Defines functions changeSource_addChildCodes recode_addChildCodes

Documented in recode_addChildCodes

#' Add child codes under a parent code
#'
#' This function conditionally adds new child codes under a code. Where
#' [rock::recode_split()] removes the original code (splitting
#' it into the new codes), this function retains the original, adding the new
#' codes as sub-codes.
#'
#' @param input One of 1) a character string specifying the path to a file
#' with a source; 2) an object with a loaded source as produced by a call
#' to [load_source()]; 3) a character string specifying the path to a directory
#' containing one or more sources; 4) or an object with a list of loaded
#' sources as produced by a call to [load_sources()].

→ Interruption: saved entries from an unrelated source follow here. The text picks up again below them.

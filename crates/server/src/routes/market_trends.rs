//! Market trend routes

use crate::error::{ApiError, ApiResult};
use crate::state::AppState;
use axum::extract::{Path, Query, State};
use axum::Json;
use persistence::repository::{MarketSummary, MarketTrendRepository};
use serde_json::{json, Value};
use std::collections::HashMap;
use tracing::info;

fn days_back(params: &HashMap<String, String>) -> Result<i64, ApiError> {
    let days: i64 = params
        .get("days_back")
        .and_then(|s| s.parse().ok())
        .unwrap_or(30);
    if !(1..=365).contains(&days) {
        return Err(ApiError::bad_request(
            "Invalid Time Range",
            "days_back must be between 1 and 365",
            "INVALID_TIME_RANGE",
        ));
    }
    Ok(days)
}

/// GET /api/market-trends/:item
pub async fn trends(
    State(state): State<AppState>,
    Path(item): Path<String>,
    Query(params): Query<HashMap<String, String>>,
) -> ApiResult<Json<Value>> {
    let platform = params.get("platform").map(String::as_str);
    let condition = params.get("condition").map(String::as_str);
    let days = days_back(&params)?;

    info!(item = %item, ?platform, ?condition, days, "Getting market trends");

    let repo = MarketTrendRepository::new(state.db.pool());
    let records = repo.price_trends(&item, platform, condition, days, 1000).await?;

    let (trends, summary) = if records.is_empty() {
        // No recorded data yet: serve deterministic demo data so the charts
        // have something to draw
        let demo = demo_trend_data(&item, platform, condition, days);
        let summary = demo_summary(&demo, days);
        (demo, summary)
    } else {
        let summary = repo.summary(&item, platform, condition, days).await?;
        let trends: Vec<Value> = records
            .iter()
            .map(|r| serde_json::to_value(r).unwrap_or(Value::Null))
            .collect();
        (trends, summary)
    };

    Ok(Json(json!({
        "item_identifier": item,
        "platform": platform,
        "condition": condition,
        "time_range_days": days,
        "trends": trends,
        "summary": summary,
        "status": "success",
    })))
}

/// GET /api/market-trends/:item/summary
pub async fn summary(
    State(state): State<AppState>,
    Path(item): Path<String>,
    Query(params): Query<HashMap<String, String>>,
) -> ApiResult<Json<Value>> {
    let platform = params.get("platform").map(String::as_str);
    let condition = params.get("condition").map(String::as_str);
    let days = days_back(&params)?;

    let repo = MarketTrendRepository::new(state.db.pool());
    let summary = match repo.summary(&item, platform, condition, days).await? {
        Some(summary) => Some(summary),
        None => {
            let demo = demo_trend_data(&item, platform, condition, days);
            demo_summary(&demo, days)
        }
    };

    Ok(Json(json!({
        "item_identifier": item,
        "summary": summary,
        "status": "success",
    })))
}

/// GET /api/market-trends/platforms
pub async fn platforms() -> Json<Value> {
    Json(json!({
        "platforms": [
            {"id": "ebay", "name": "eBay", "active": true},
            {"id": "poshmark", "name": "Poshmark", "active": true},
            {"id": "mercari", "name": "Mercari", "active": true},
            {"id": "depop", "name": "Depop", "active": false},
            {"id": "vinted", "name": "Vinted", "active": false},
            {"id": "facebook", "name": "Facebook Marketplace", "active": false},
        ],
        "status": "success",
    }))
}

/// GET /api/market-trends/conditions
pub async fn conditions() -> Json<Value> {
    Json(json!({
        "conditions": [
            {"id": "new", "name": "New", "description": "Brand new with tags"},
            {"id": "excellent", "name": "Excellent", "description": "Like new, no visible wear"},
            {"id": "very good", "name": "Very Good", "description": "Minor signs of wear"},
            {"id": "good", "name": "Good", "description": "Some signs of wear"},
            {"id": "fair", "name": "Fair", "description": "Noticeable wear"},
            {"id": "poor", "name": "Poor", "description": "Significant wear"},
        ],
        "status": "success",
    }))
}

/// Small deterministic hash so demo data is stable per item
fn item_hash(item: &str) -> u64 {
    item.bytes().fold(1469598103934665603u64, |acc, b| {
        (acc ^ b as u64).wrapping_mul(1099511628211)
    })
}

/// Synthetic price series for items with no recorded data: a stable base
/// price per identifier with bounded day-to-day variation and a mild upward
/// drift
fn demo_trend_data(
    item: &str,
    platform: Option<&str>,
    condition: Option<&str>,
    days: i64,
) -> Vec<Value> {
    let hash = item_hash(item);
    let base_price = 50.0 + (hash % 200) as f64;
    let points = days.min(30);

    let now = chrono::Utc::now();
    (0..points)
        .map(|i| {
            let noise = ((hash.wrapping_mul(31).wrapping_add(i as u64 * 17)) % 41) as f64 - 20.0;
            let drift = 1.0 + (i as f64 * 0.002);
            let price = (base_price * (1.0 + noise / 100.0) * drift * 100.0).round() / 100.0;
            let recorded = now - chrono::Duration::days(days - i);

            json!({
                "id": format!("demo-{i}"),
                "item_identifier": item,
                "platform": platform.unwrap_or("ebay"),
                "condition": condition.unwrap_or("good"),
                "price": price,
                "currency": "USD",
                "listing_count": 5 + ((hash.wrapping_add(i as u64 * 13)) % 45),
                "sold_count": 1 + ((hash.wrapping_add(i as u64 * 7)) % 10),
                "confidence_score": 0.7 + ((hash.wrapping_add(i as u64)) % 25) as f64 / 100.0,
                "recorded_at": recorded.to_rfc3339(),
                "created_at": recorded.to_rfc3339(),
            })
        })
        .collect()
}

fn demo_summary(trends: &[Value], days: i64) -> Option<MarketSummary> {
    let mut prices: Vec<f64> = trends
        .iter()
        .filter_map(|t| t.get("price").and_then(|p| p.as_f64()))
        .collect();
    if prices.is_empty() {
        return None;
    }
    prices.sort_by(|a, b| a.total_cmp(b));

    let count = prices.len();
    let average = (prices.iter().sum::<f64>() / count as f64 * 100.0).round() / 100.0;

    Some(MarketSummary {
        average,
        median: prices[count / 2],
        lowest: prices[0],
        highest: prices[count - 1],
        count: count as i64,
        period_days: days,
    })
}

#' @param codes A single character value with the code to add the child codes
#' to.
#' @param childCodes A named list with specifying when to add which
#' child code. Each element of this list is a filtering criterion that will be
#' passed on to [rock::get_source_filter()] to create the actual filter that
#' will be applied. The name of each element is the code that will be applied
#' to utterances matching that filter. When calling `recode_addChildCodes()`
#' for a single source, instead of passing the filtering criterion, it is also
#' possible to pass a filter (i.e. the result of the call to
#' [rock::get_source_filter()]), which allows more finegrained control. Note
#' that these 'child code filters' and the corresponding codes are processed
#' sequentially in the order specified in `childCodes`. Any utterances coded
#' with the code specified in `codes` that do not match with any of the 'child
#' code filters' specified as the `childCodes` elements will remain unchanged.
#' To create a catch-all ('else') category, pass `".*"` or `TRUE` as
#' a filter (see the example).
#' @param filter Optionally, a filter to apply to specify a subset of the
#' source(s) to process (see [get_source_filter()]).

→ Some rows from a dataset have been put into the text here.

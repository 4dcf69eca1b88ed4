//! External API clients

pub mod ebay;

pub use ebay::{EbayClient, Listing, SearchError, SearchOutcome};
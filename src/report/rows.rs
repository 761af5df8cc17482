//! Assembly of report rows from fetched tasks.

use chrono::NaiveDate;
use serde_json::Value;

use super::dates::format_date;
use super::status::{classify_at, TaskStatus};
use crate::api::{OwnedTask, TaskCategory};

/// One line of the report.
#[derive(Debug, Clone, PartialEq)]
pub struct ReportRow {
    /// Task id as returned by the API (usually a number).
    pub id: Value,
    pub category: TaskCategory,
    pub status: TaskStatus,
    pub action_date: String,
    pub completion_date: String,
    pub due_date: String,
    pub creation_date: String,
    pub owner_id: i64,
    pub owner_name: String,
}

impl ReportRow {
    pub fn from_task(owned: &OwnedTask, today: NaiveDate) -> Self {
        let task = &owned.task;
        Self {
            id: task.id.clone(),
            category: owned.category,
            status: classify_at(task, today),
            action_date: format_date(task.action_date.as_deref()),
            completion_date: format_date(task.completion_date.as_deref()),
            due_date: format_date(task.due_date.as_deref()),
            creation_date: format_date(task.creation_date.as_deref()),
            owner_id: owned.owner.id,
            owner_name: owned.owner.name.clone(),
        }
    }

    /// Id rendered as text; `null` becomes an empty cell.
    pub fn id_text(&self) -> String {
        match &self.id {
            Value::Null => String::new(),
            Value::String(s) => s.clone(),
            other => other.to_string(),
        }
    }
}

/// Build report rows ordered by owner name, classifying against `today`.
///
/// The sort is stable, so tasks of one owner keep their fetch order.
pub fn build_rows_at(tasks: &[OwnedTask], today: NaiveDate) -> Vec<ReportRow> {
    let mut rows: Vec<ReportRow> = tasks
        .iter()
        .map(|owned| ReportRow::from_task(owned, today))
        .collect();
    rows.sort_by(|a, b| a.owner_name.cmp(&b.owner_name));
    rows
}
//! # G-Click task report
//!
//! Pulls the obligations and requests assigned to every responsible user
//! from the G-Click API and exports them as a single report.
//!
//! ## Flow
//!
//! ```text
//!   /oauth/token ──► Session (bearer token, refreshed per TokenPolicy)
//!                          │
//!   /tarefas/responsaveis ─┤  owners, minus the exclusion list
//!                          ▼
//!   /tarefas?categoria=... (paged, per owner × {Obrigacao, Solicitacao})
//!                          │
//!                          ▼
//!   status + DD/MM/YYYY dates ──► rows sorted by owner ──► XLSX / CSV
//! ```
//!
//! ## Modules
//! - `api`: token session, owners listing, paginated task listing
//! - `report`: status classification, date display, rows and export
//! - `pipeline`: one report run end to end
//! - `config`: environment-driven configuration

pub mod api;
pub mod config;
pub mod pipeline;
pub mod report;

pub use config::Config;
pub use pipeline::{ReportError, ReportPipeline, RunSummary};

#' @param decisionLabel A description of the (recoding) decision that was taken.
#' @param output If specified, the recoded source(s) will be written here.
#' @param justification The justification for this action.

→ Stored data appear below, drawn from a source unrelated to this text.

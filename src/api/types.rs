//! Wire types for the G-Click task API.

use serde::{Deserialize, Deserializer, Serialize};
use serde_json::{Map, Value};

/// Task category as understood by the `/tarefas` endpoint.
#[derive(Debug, Clone, Copy, PartialEq, Eq, Hash)]
pub enum TaskCategory {
    /// Compliance obligation (`Obrigacao`).
    Obligation,
    /// Service request (`Solicitacao`).
    Request,
}

impl TaskCategory {
    pub const ALL: [TaskCategory; 2] = [TaskCategory::Obligation, TaskCategory::Request];

    /// Value sent in the `categoria` query parameter.
    pub fn query_value(&self) -> &'static str {
        match self {
            Self::Obligation => "Obrigacao",
            Self::Request => "Solicitacao",
        }
    }
}

impl std::fmt::Display for TaskCategory {
    fn fmt(&self, f: &mut std::fmt::Formatter<'_>) -> std::fmt::Result {
        match self {
            Self::Obligation => write!(f, "Obligation"),
            Self::Request => write!(f, "Request"),
        }
    }
}

/// A responsible party: a user who owns tasks.
#[derive(Debug, Clone, PartialEq, Eq)]
pub struct User {
    pub id: i64,
    pub name: String,
}

impl User {
    pub fn new(id: i64, name: impl Into<String>) -> Self {
        Self {
            id,
            name: name.into(),
        }
    }

    /// Read a user out of one entry of the owners listing.
    ///
    /// Returns `None` for non-objects, a missing or non-positive `usuario`, or a
    /// missing or empty `nome`.
    pub fn from_entry(entry: &Value) -> Option<Self> {
        let obj = entry.as_object()?;
        let id = match obj.get("usuario")? {
            Value::Number(n) => n.as_i64()?,
            Value::String(s) => s.trim().parse().ok()?,
            _ => return None,
        };
        let name = obj.get("nome")?.as_str()?;
        if id <= 0 || name.is_empty() {
            return None;
        }
        Some(Self::new(id, name))
    }
}

/// A task record as returned by the API.
///
/// Only the fields the report needs are typed; everything else is kept in
/// `extra` so the raw dump reproduces the full record.
#[derive(Debug, Clone, Default, PartialEq, Serialize, Deserialize)]
pub struct Task {
    #[serde(default)]
    pub id: Value,
    #[serde(rename = "titulo", default, deserialize_with = "lenient_string")]
    pub title: Option<String>,
    #[serde(rename = "dataAcao", default, deserialize_with = "lenient_string")]
    pub action_date: Option<String>,
    #[serde(rename = "dataConclusao", default, deserialize_with = "lenient_string")]
    pub completion_date: Option<String>,
    #[serde(rename = "dataVencimento", default, deserialize_with = "lenient_string")]
    pub due_date: Option<String>,
    #[serde(rename = "dataCriacao", default, deserialize_with = "lenient_string")]
    pub creation_date: Option<String>,
    #[serde(flatten)]
    pub extra: Map<String, Value>,
}

/// Accept strings, `null`, and scalar values rendered as text.
fn lenient_string<'de, D>(deserializer: D) -> Result<Option<String>, D::Error>
where
    D: Deserializer<'de>,
{
    let value = Option::<Value>::deserialize(deserializer)?;
    Ok(match value {
        None | Some(Value::Null) => None,
        Some(Value::String(s)) => Some(s),
        Some(other) => Some(other.to_string()),
    })
}

/// A task joined with the owner it was fetched for.
#[derive(Debug, Clone, PartialEq)]
pub struct OwnedTask {
    pub task: Task,
    pub owner: User,
    pub category: TaskCategory,
}

/// Shape of a listing response body.
///
/// The API answers listing calls either with a Spring-style page object or,
/// for some endpoints, a bare array. Anything else is reported as
/// `Unexpected` so callers can warn instead of guessing.
#[derive(Debug, Clone, PartialEq)]
pub enum Listing {
    /// `{ "content": [...], "last": bool }`
    Page { content: Vec<Value>, last: bool },
    /// `[...]`
    Bare(Vec<Value>),
    /// Any other body; holds a short description of what was received.
    Unexpected(String),
}

impl Listing {
    pub fn classify(body: Value) -> Self {
        match body {
            Value::Array(items) => Listing::Bare(items),
            Value::Object(mut obj) => match obj.remove("content") {
                Some(Value::Array(content)) => {
                    let last = obj.get("last").and_then(Value::as_bool).unwrap_or(false);
                    Listing::Page { content, last }
                }
                Some(other) => {
                    Listing::Unexpected(format!("'content' is {}", describe(&other)))
                }
                None => Listing::Unexpected("object without 'content'".to_string()),
            },
            other => Listing::Unexpected(describe(&other).to_string()),
        }
    }
}

fn describe(value: &Value) -> &'static str {
    match value {
        Value::Null => "null",
        Value::Bool(_) => "a boolean",
        Value::Number(_) => "a number",
        Value::String(_) => "a string",
        Value::Array(_) => "an array",
        Value::Object(_) => "an object",
    }
}

/// Body of a successful token exchange.
#[derive(Debug, Deserialize)]
pub(crate) struct TokenResponse {
    #[serde(default)]
    pub access_token: Option<String>,
}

#' @param justificationFile If specified, the justification is appended to
#' this file. If not, it is saved to the `justifier::workspace()`. This can
#' then be saved or displayed at the end of the R Markdown file or R script
#' using `justifier::save_workspace()`.
#' @param preventOverwriting Whether to prevent overwriting existing files
#' when writing the files to `output`.
#' @param encoding The encoding to use.
#' @param silent Whether to be chatty or quiet.
#'
#' @return Invisibly, the changed source(s) or source(s) object.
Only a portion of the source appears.